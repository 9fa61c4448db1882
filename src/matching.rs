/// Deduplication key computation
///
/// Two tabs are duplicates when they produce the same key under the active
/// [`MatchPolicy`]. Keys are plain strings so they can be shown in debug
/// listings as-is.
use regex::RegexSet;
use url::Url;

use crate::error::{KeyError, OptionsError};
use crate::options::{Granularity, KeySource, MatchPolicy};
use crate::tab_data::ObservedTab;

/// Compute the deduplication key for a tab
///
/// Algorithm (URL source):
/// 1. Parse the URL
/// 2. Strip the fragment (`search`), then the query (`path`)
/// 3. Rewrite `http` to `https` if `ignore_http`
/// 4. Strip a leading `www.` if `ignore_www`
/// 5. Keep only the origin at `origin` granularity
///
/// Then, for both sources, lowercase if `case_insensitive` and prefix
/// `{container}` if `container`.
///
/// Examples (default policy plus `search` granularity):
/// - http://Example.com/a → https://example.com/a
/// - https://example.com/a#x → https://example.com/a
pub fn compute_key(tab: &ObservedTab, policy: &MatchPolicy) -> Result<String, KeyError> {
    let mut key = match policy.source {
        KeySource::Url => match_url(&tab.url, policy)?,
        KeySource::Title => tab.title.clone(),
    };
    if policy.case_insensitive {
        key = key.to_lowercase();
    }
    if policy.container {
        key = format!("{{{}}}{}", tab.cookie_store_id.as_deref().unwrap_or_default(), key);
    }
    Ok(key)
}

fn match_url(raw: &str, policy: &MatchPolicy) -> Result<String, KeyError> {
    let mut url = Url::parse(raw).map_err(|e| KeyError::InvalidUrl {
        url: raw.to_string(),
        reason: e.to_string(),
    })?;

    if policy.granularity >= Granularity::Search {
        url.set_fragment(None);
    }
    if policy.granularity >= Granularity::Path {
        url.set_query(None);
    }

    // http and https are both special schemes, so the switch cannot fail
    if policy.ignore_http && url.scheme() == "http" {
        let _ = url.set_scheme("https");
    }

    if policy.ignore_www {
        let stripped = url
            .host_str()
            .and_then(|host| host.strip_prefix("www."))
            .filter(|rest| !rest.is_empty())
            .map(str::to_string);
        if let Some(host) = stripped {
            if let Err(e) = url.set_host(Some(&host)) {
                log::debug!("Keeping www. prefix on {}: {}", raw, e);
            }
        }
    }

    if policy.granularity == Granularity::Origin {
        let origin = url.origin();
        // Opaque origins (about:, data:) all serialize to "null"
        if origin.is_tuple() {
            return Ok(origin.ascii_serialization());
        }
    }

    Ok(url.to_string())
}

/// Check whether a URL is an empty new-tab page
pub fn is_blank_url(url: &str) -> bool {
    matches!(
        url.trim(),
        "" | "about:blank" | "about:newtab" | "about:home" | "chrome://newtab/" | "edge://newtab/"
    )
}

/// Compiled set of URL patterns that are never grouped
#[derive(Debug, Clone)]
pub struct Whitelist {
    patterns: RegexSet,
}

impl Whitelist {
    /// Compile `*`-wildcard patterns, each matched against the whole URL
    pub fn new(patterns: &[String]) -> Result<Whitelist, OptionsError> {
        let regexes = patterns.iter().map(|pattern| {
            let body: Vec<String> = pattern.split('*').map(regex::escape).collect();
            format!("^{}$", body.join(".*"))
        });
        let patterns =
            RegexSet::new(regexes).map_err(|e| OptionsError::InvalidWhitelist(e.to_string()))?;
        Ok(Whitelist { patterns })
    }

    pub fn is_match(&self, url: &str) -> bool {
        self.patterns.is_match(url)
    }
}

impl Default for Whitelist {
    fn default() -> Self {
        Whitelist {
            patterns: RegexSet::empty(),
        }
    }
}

> _WHAT TO DO_
Find how many lines above include "about"; reply with the number only.

> _SOLUTION_
2